■ **EXERCISE DIRECTIONS**: The answer must consist of each line of the records below that contains the string "entry".

Saved entries
-.-.-

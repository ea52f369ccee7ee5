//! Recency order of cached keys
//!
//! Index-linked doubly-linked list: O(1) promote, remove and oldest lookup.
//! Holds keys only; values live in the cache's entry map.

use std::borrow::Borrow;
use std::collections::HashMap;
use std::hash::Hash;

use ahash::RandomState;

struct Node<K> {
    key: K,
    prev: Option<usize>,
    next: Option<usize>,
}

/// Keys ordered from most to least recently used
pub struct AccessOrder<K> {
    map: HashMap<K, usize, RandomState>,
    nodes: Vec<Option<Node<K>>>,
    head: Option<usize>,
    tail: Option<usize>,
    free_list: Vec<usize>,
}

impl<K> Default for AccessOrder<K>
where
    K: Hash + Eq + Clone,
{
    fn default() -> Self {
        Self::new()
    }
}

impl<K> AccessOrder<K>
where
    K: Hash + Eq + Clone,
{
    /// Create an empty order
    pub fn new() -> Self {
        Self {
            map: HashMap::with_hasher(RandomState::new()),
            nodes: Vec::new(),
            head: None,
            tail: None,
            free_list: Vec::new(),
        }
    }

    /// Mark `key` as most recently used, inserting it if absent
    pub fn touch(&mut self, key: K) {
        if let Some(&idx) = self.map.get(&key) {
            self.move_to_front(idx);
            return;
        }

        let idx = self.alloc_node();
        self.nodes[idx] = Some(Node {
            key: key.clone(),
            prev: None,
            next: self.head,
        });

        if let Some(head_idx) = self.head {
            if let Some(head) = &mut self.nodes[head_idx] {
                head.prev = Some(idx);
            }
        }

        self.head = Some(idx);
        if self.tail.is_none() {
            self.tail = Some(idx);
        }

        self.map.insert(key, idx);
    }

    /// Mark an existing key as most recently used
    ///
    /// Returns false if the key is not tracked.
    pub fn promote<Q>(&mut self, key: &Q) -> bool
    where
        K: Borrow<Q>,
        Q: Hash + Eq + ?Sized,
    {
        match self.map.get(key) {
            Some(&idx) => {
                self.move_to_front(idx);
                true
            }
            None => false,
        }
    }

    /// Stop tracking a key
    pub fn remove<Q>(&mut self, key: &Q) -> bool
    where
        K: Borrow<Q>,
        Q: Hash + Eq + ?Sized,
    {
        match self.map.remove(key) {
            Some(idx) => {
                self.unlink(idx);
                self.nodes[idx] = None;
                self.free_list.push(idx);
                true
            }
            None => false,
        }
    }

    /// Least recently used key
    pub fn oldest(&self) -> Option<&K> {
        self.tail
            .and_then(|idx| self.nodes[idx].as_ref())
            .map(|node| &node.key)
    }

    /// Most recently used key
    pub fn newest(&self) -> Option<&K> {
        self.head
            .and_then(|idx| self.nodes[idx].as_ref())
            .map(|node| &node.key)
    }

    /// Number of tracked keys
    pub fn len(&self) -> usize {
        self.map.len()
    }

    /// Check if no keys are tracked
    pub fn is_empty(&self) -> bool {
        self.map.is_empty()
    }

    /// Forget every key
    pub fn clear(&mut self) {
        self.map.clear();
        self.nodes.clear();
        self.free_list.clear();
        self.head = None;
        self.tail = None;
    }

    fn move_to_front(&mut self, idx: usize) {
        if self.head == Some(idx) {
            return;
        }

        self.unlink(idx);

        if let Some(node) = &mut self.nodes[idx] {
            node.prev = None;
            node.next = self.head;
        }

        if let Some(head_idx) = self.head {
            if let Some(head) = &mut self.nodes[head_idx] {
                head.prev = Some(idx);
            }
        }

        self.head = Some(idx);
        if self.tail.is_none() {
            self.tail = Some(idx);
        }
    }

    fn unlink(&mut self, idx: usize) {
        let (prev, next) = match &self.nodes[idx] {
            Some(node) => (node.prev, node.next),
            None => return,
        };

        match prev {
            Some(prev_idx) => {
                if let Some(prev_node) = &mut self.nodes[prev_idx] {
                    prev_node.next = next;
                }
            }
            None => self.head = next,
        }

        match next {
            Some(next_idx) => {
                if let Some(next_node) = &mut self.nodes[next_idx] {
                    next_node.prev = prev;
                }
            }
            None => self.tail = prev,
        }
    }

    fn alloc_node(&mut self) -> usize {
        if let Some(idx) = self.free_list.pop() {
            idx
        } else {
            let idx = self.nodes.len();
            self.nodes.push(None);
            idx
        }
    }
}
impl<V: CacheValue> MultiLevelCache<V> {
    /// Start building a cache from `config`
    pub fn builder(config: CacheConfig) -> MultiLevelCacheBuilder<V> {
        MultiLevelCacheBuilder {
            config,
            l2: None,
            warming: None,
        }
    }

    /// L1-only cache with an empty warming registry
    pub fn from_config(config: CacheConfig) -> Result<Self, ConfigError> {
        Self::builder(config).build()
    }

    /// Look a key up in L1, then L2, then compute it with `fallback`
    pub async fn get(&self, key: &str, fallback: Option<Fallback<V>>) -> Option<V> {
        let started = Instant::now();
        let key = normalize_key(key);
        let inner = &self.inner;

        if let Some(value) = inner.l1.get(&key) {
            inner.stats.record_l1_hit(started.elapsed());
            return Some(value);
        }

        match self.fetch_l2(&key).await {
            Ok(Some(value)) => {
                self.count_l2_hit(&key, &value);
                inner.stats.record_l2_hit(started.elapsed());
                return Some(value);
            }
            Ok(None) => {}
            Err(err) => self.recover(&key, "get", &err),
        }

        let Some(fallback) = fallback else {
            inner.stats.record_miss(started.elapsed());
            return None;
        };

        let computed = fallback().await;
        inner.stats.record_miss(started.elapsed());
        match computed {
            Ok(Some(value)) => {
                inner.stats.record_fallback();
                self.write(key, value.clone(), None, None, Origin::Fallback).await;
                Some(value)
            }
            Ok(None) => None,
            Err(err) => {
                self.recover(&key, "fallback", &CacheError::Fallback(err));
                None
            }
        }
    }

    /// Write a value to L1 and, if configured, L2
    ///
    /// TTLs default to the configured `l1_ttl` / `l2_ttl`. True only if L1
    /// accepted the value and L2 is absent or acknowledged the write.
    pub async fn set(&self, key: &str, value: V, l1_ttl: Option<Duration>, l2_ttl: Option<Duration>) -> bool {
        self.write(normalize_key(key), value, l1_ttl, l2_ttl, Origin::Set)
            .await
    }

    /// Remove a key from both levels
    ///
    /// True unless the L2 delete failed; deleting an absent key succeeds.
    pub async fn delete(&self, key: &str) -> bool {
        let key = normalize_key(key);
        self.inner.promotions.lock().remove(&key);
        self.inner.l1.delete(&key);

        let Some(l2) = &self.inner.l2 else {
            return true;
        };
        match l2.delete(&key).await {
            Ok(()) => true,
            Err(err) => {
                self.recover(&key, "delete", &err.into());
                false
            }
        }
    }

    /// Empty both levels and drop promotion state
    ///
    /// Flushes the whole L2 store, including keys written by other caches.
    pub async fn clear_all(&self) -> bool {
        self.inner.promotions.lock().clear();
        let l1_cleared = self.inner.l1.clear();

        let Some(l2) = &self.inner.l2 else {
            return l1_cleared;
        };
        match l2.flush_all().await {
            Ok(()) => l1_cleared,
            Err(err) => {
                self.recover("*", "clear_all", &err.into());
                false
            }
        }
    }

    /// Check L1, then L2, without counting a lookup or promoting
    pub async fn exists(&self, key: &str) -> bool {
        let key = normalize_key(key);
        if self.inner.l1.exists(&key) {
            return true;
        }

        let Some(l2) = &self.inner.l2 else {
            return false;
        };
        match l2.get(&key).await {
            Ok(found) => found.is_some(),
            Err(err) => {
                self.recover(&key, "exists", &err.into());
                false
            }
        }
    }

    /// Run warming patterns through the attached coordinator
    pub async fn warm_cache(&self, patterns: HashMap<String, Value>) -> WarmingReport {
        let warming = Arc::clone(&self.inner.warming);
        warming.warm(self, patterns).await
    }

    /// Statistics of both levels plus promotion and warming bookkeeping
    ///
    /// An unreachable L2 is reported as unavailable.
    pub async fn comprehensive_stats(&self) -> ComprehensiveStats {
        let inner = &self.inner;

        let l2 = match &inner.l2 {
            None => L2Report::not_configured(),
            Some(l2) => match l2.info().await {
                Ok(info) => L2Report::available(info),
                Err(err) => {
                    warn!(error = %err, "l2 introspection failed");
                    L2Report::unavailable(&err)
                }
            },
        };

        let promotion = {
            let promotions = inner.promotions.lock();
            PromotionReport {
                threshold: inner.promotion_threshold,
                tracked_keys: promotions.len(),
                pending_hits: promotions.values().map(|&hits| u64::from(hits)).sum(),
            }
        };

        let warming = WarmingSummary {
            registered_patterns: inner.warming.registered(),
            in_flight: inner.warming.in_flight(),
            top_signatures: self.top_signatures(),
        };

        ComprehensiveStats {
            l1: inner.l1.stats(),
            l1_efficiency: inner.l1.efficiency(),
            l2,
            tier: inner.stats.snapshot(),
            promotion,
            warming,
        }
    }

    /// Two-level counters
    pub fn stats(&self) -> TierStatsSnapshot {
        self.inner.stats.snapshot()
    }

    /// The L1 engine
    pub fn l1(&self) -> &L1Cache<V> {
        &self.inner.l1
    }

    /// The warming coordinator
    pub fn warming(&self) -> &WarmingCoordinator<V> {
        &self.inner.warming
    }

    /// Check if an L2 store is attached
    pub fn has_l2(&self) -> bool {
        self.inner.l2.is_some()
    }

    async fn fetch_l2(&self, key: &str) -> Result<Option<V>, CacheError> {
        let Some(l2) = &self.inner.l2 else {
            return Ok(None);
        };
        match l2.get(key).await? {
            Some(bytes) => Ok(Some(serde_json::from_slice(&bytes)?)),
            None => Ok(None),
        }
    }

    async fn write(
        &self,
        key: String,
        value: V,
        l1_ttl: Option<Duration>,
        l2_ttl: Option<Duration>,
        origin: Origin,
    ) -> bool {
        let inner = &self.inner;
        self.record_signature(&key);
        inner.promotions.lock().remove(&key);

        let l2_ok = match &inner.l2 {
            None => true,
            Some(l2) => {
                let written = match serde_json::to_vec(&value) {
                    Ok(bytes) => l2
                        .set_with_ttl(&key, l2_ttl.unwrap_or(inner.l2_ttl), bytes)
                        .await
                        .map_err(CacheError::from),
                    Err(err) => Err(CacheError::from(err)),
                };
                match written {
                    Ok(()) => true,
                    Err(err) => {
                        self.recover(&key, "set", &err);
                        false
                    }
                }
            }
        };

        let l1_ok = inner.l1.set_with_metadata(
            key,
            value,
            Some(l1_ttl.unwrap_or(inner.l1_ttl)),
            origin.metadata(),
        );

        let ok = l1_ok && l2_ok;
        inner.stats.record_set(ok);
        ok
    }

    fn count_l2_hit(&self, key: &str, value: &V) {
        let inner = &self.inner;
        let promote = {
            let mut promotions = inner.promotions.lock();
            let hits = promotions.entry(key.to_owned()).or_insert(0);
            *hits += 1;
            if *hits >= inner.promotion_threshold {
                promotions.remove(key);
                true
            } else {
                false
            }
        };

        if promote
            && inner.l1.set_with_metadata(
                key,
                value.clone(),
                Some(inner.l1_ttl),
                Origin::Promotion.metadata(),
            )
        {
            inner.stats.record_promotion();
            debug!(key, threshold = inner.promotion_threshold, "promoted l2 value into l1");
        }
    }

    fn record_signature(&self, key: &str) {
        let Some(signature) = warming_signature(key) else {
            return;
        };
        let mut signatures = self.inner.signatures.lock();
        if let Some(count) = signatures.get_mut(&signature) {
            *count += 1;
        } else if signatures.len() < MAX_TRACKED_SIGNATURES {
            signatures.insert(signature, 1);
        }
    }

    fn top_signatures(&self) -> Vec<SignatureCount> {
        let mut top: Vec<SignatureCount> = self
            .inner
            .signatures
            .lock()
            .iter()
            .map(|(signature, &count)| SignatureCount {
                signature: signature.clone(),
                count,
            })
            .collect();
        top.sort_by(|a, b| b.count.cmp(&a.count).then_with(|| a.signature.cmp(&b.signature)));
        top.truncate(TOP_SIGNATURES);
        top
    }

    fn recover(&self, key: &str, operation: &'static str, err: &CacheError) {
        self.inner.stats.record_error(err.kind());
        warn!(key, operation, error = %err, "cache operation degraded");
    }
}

-.-.-

■ **ANSWER AREA**:
//! Holds keys only; values live in the cache's entry map.
            let hits = promotions.entry(key.to_owned()).or_insert(0);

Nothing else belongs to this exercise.